This is a question that might not even emerge initially in the minds of IT security professionals. However, when we take a closer look, the differences are clear. Consider the history of IT and SCADA networks. The original “killer app” for IT networks was mainframe transaction processing. The original model for IT systems was a leger book – keep track of the money. The data in the leger book is what was important. This perspective continues to this day.
Where did SCADA networks come from? Before there were SCADA networks we controlled physical processes with switches, dials and gauges. When these were automated, gauges produced monitoring data, and switches and dials accepted computer control commands. Now think about this – how much do operations people care when someone far away takes out their binoculars and looks at our gauges, and steals our monitoring data? We generally care somewhat. Sometimes that data is a trade secret. The consequences of stealing monitoring data are similar on IT networks and OT networks.
Now – how much do we care if a stranger walks into our facility, walks up to our equipment and starts turning our dials and throwing our switches? We generally care enormously.
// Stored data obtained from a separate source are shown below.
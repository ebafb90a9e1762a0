//! Client side of the hub protocol: a WebSocket connection that reopens
//! itself after a drop while consumers keep reading from one stream.
//!
//! A [`Channel`] moves through [`ChannelStatus`] states driven by a single
//! supervisor task. Consumers call [`Channel::subscribe`] before
//! [`Channel::connect`] to observe the snapshot the hub sends on join.

use std::{fmt, sync::Arc, time::Duration};

use futures::{Stream, stream};
use futures_util::{
    SinkExt, StreamExt,
    stream::{SplitSink, SplitStream},
};
use parking_lot::Mutex;
use thiserror::Error;
use tokio::{
    net::TcpStream,
    select,
    sync::{Notify, broadcast, mpsc, watch},
    time::{Instant, Interval, interval_at, sleep, timeout},
};
use tokio_tungstenite::{
    MaybeTlsStream, WebSocketStream, connect_async,
    tungstenite::{self, Message},
};
use tokio_util::sync::CancellationToken;
use tracing::{debug, info, warn};

use crate::color::ColorState;

pub const DEFAULT_RECONNECT_INTERVAL: Duration = Duration::from_millis(5000);

// Messages buffered per subscriber before it starts lagging.
const STREAM_CAPACITY: usize = 64;
const CLOSE_TIMEOUT: Duration = Duration::from_secs(1);

type Socket = WebSocketStream<MaybeTlsStream<TcpStream>>;

#[derive(Debug, Error)]
pub enum ChannelError {
    #[error("channel is not connected")]
    NotConnected,
    #[error("channel has been closed")]
    Closed,
    #[error("failed to open transport to {endpoint}")]
    TransportOpen {
        endpoint: String,
        #[source]
        source: tungstenite::Error,
    },
    #[error("transport closed by remote")]
    TransportClosed,
    #[error("transport error")]
    Transport(#[from] tungstenite::Error),
}

#[derive(Debug, Clone, Copy, PartialEq, Eq)]
pub enum ChannelStatus {
    Disconnected,
    Connecting,
    Connected,
    Reconnecting,
    Closed,
}

impl fmt::Display for ChannelStatus {
    fn fmt(&self, f: &mut fmt::Formatter<'_>) -> fmt::Result {
        let name = match self {
            ChannelStatus::Disconnected => "disconnected",
            ChannelStatus::Connecting => "connecting",
            ChannelStatus::Connected => "connected",
            ChannelStatus::Reconnecting => "reconnecting",
            ChannelStatus::Closed => "closed",
        };
        f.write_str(name)
    }
}

#[derive(Debug, Clone)]
pub struct ChannelConfig {
    /// WebSocket URL of the hub, e.g. `ws://127.0.0.1:8880`.
    pub endpoint: String,
    /// Retry when the first attempt fails to open. Every later attempt
    /// retries regardless.
    pub reconnect: bool,
    pub reconnect_interval: Duration,
    /// Ping period used to notice dead sockets. A ping still unanswered at
    /// the next tick drops the transport. `None` disables pings.
    pub keepalive_interval: Option<Duration>,
}

impl ChannelConfig {
    pub fn new(endpoint: impl Into<String>) -> Self {
        Self {
            endpoint: endpoint.into(),
            reconnect: false,
            reconnect_interval: DEFAULT_RECONNECT_INTERVAL,
            keepalive_interval: None,
        }
    }

    pub fn with_reconnect(mut self, reconnect: bool) -> Self {
        self.reconnect = reconnect;
        self
    }

    pub fn with_reconnect_interval(mut self, interval: Duration) -> Self {
        self.reconnect_interval = interval;
        self
    }

    pub fn with_keepalive(mut self, interval: Duration) -> Self {
        self.keepalive_interval = Some(interval);
        self
    }
}

pub struct Channel {
    shared: Arc<Shared>,
}

struct Shared {
    config: ChannelConfig,
    machine: Mutex<Machine>,
    status: watch::Sender<ChannelStatus>,
    retry_now: Notify,
    cancel: CancellationToken,
}

struct Machine {
    status: ChannelStatus,
    outbound: Option<mpsc::UnboundedSender<Message>>,
    // Dropped on close so every subscription ends once the session exits.
    messages: Option<broadcast::Sender<String>>,
}

impl Channel {
    pub fn new(config: ChannelConfig) -> Self {
        let (messages, _) = broadcast::channel(STREAM_CAPACITY);
        let (status, _) = watch::channel(ChannelStatus::Disconnected);

        Self {
            shared: Arc::new(Shared {
                config,
                machine: Mutex::new(Machine {
                    status: ChannelStatus::Disconnected,
                    outbound: None,
                    messages: Some(messages),
                }),
                status,
                retry_now: Notify::new(),
                cancel: CancellationToken::new(),
            }),
        }
    }

    pub fn status(&self) -> ChannelStatus {
        self.shared.machine.lock().status
    }

    pub fn watch_status(&self) -> watch::Receiver<ChannelStatus> {
        self.shared.status.subscribe()
    }

    /// Starts the connection. Inert while connecting or connected; skips the
    /// remaining delay while reconnecting. Must be called inside a Tokio runtime.
    pub fn connect(&self) -> Result<(), ChannelError> {
        let mut machine = self.shared.machine.lock();
        match machine.status {
            ChannelStatus::Closed => Err(ChannelError::Closed),
            ChannelStatus::Connecting | ChannelStatus::Connected => Ok(()),
            ChannelStatus::Reconnecting => {
                // Wakes only a delay that is already pending; nothing is stored.
                self.shared.retry_now.notify_waiters();
                Ok(())
            }
            ChannelStatus::Disconnected => {
                self.shared.transition(&mut machine, ChannelStatus::Connecting);
                drop(machine);
                tokio::spawn(supervise(Arc::clone(&self.shared)));
                Ok(())
            }
        }
    }

    /// Queues `text` on the live transport.
    ///
    /// Fails with [`ChannelError::NotConnected`] unless the channel is
    /// connected; nothing is buffered for a later connection.
    pub fn send(&self, text: impl Into<String>) -> Result<(), ChannelError> {
        let machine = self.shared.machine.lock();
        match (machine.status, machine.outbound.as_ref()) {
            (ChannelStatus::Connected, Some(outbound)) => outbound
                .send(Message::Text(text.into()))
                .map_err(|_| ChannelError::NotConnected),
            (ChannelStatus::Closed, _) => Err(ChannelError::Closed),
            _ => Err(ChannelError::NotConnected),
        }
    }

    /// Terminal: tears down the transport, cancels any pending reconnect and
    /// ends every subscription.
    pub fn close(&self) {
        let mut machine = self.shared.machine.lock();
        if machine.status == ChannelStatus::Closed {
            return;
        }
        machine.outbound = None;
        machine.messages = None;
        self.shared.transition(&mut machine, ChannelStatus::Closed);
        drop(machine);

        self.shared.cancel.cancel();
        info!(endpoint = %self.shared.config.endpoint, "channel closed");
    }

    /// Subscribes to inbound payloads. The subscription survives reconnects
    /// and ends only after [`Channel::close`].
    pub fn subscribe(&self) -> Subscription {
        let machine = self.shared.machine.lock();
        let receiver = match machine.messages.as_ref() {
            Some(messages) => messages.subscribe(),
            None => broadcast::channel(1).1,
        };
        Subscription { receiver }
    }
}

impl Drop for Channel {
    fn drop(&mut self) {
        self.close();
    }
}

pub struct Subscription {
    receiver: broadcast::Receiver<String>,
}

impl Subscription {
    pub async fn recv(&mut self) -> Option<String> {
        loop {
            match self.receiver.recv().await {
                Ok(message) => return Some(message),
                Err(broadcast::error::RecvError::Lagged(skipped)) => {
                    warn!(skipped, "subscriber lagged behind channel");
                }
                Err(broadcast::error::RecvError::Closed) => return None,
            }
        }
    }

    /// Like [`Subscription::recv`], skipping payloads that are not snapshots.
    pub async fn recv_color(&mut self) -> Option<ColorState> {
        loop {
            let message = self.recv().await?;
            match ColorState::decode(&message) {
                Ok(color) => return Some(color),
                Err(err) => debug!(error = %err, "ignoring undecodable payload"),
            }
        }
    }

    pub fn into_stream(self) -> impl Stream<Item = String> {
        stream::unfold(self, |mut subscription| async move {
            let message = subscription.recv().await?;
            Some((message, subscription))
        })
    }
}

impl Shared {
    fn transition(&self, machine: &mut Machine, next: ChannelStatus) {
        debug!(from = %machine.status, to = %next, "channel transition");
        machine.status = next;
        self.status.send_replace(next);
    }

    /// Moves to a non-connected state unless the channel was closed meanwhile.
    fn enter(&self, next: ChannelStatus) -> bool {
        let mut machine = self.machine.lock();
        if machine.status == ChannelStatus::Closed {
            return false;
        }
        machine.outbound = None;
        self.transition(&mut machine, next);
        true
    }

    /// Installs the outbound handle of a freshly opened transport.
    fn attach(
        &self,
        outbound: mpsc::UnboundedSender<Message>,
    ) -> Option<broadcast::Sender<String>> {
        let mut machine = self.machine.lock();
        if machine.status == ChannelStatus::Closed {
            return None;
        }
        let messages = machine.messages.clone()?;
        machine.outbound = Some(outbound);
        self.transition(&mut machine, ChannelStatus::Connected);
        Some(messages)
    }
}

enum SessionEnd {
    Cancelled,
    Dropped(ChannelError),
}

async fn supervise(shared: Arc<Shared>) {
    let endpoint = shared.config.endpoint.clone();
    let mut reconnect = shared.config.reconnect;

    loop {
        if !shared.enter(ChannelStatus::Connecting) {
            break;
        }

        let attempt = select! {
            _ = shared.cancel.cancelled() => break,
            attempt = connect_async(endpoint.as_str()) => attempt,
        };

        match attempt {
            Ok((socket, _)) => match run_session(&shared, socket).await {
                SessionEnd::Cancelled => break,
                SessionEnd::Dropped(err) => {
                    warn!(%endpoint, error = %err, "connection lost");
                }
            },
            Err(source) => {
                let err = ChannelError::TransportOpen {
                    endpoint: endpoint.clone(),
                    source,
                };
                warn!(error = ?err, "failed to connect");
                if !reconnect {
                    shared.enter(ChannelStatus::Disconnected);
                    break;
                }
            }
        }

        reconnect = true;
        // Registered before the status flips so a `connect()` that observes
        // `Reconnecting` always reaches this delay.
        let retry_now = shared.retry_now.notified();
        tokio::pin!(retry_now);
        retry_now.as_mut().enable();
        if !shared.enter(ChannelStatus::Reconnecting) {
            break;
        }
        info!(
            %endpoint,
            delay_ms = shared.config.reconnect_interval.as_millis() as u64,
            "reconnecting"
        );

        select! {
            _ = shared.cancel.cancelled() => break,
            _ = sleep(shared.config.reconnect_interval) => {}
            _ = &mut retry_now => {}
        }
    }

    debug!(%endpoint, "channel supervisor stopped");
}

async fn run_session(shared: &Shared, socket: Socket) -> SessionEnd {
    let (mut writer, mut reader) = socket.split();
    let (outbound, mut outbound_rx) = mpsc::unbounded_channel();

    let Some(messages) = shared.attach(outbound) else {
        let _ = timeout(CLOSE_TIMEOUT, writer.close()).await;
        return SessionEnd::Cancelled;
    };
    info!(endpoint = %shared.config.endpoint, "channel connected");

    let keepalive = shared
        .config
        .keepalive_interval
        .map(|period| interval_at(Instant::now() + period, period));

    // Every read and write runs under this select, so a stalled peer never
    // holds up `close()`.
    let end = select! {
        _ = shared.cancel.cancelled() => SessionEnd::Cancelled,
        end = pump(&mut writer, &mut reader, &mut outbound_rx, &messages, keepalive) => end,
    };
    drop(messages);

    if matches!(end, SessionEnd::Cancelled)
        && timeout(CLOSE_TIMEOUT, writer.send(Message::Close(None)))
            .await
            .is_err()
    {
        debug!(endpoint = %shared.config.endpoint, "peer did not accept close frame in time");
    }
    end
}

async fn pump(
    writer: &mut SplitSink<Socket, Message>,
    reader: &mut SplitStream<Socket>,
    outbound_rx: &mut mpsc::UnboundedReceiver<Message>,
    messages: &broadcast::Sender<String>,
    mut keepalive: Option<Interval>,
) -> SessionEnd {
    let mut awaiting_pong = false;

    loop {
        select! {
            frame = reader.next() => match frame {
                Some(Ok(Message::Text(text))) => {
                    // No subscribers is fine; the payload is simply not observed.
                    let _ = messages.send(text);
                }
                Some(Ok(Message::Pong(_))) => awaiting_pong = false,
                Some(Ok(Message::Close(_))) | None => {
                    return SessionEnd::Dropped(ChannelError::TransportClosed);
                }
                Some(Ok(_)) => {}
                Some(Err(err)) => return SessionEnd::Dropped(err.into()),
            },
            Some(message) = outbound_rx.recv() => {
                if let Err(err) = writer.send(message).await {
                    return SessionEnd::Dropped(err.into());
                }
            }
            _ = keepalive_tick(&mut keepalive) => {
                if awaiting_pong {
                    warn!("no pong within keepalive interval");
                    return SessionEnd::Dropped(ChannelError::TransportClosed);
                }
                if let Err(err) = writer.send(Message::Ping(Vec::new())).await {
                    return SessionEnd::Dropped(err.into());
                }
                awaiting_pong = true;
            }
        }
    }
}

async fn keepalive_tick(keepalive: &mut Option<Interval>) {
    match keepalive {
        Some(interval) => {
            interval.tick().await;
        }
        None => std::future::pending().await,
    }
}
Messing up the physical process can kill us, can shut down our billion-dollar production lines, and can corrupt outputs like clean water or pharmaceutical products. In short, tampering with physical processes put public safety at risk. Monitoring is data. Control signals are much, much more important than data.
IT security mechanisms are generally adequate to the task of protecting monitoring data. In contrast, they are completely inadequate to the task of protecting industrial control systems. So if we use IT security approaches and products to secure our control networks, then we are no more secure than IT systems.
This means that attacks can pivot between communicating systems, even systems with firewalls between them. Security is a continuum, not a binary value. This means that no matter what we do, there is always a set of attacks that will defeat us. Given the sad truth that all software can be hacked. All software has bugs after all, and some bugs are security vulnerabilities.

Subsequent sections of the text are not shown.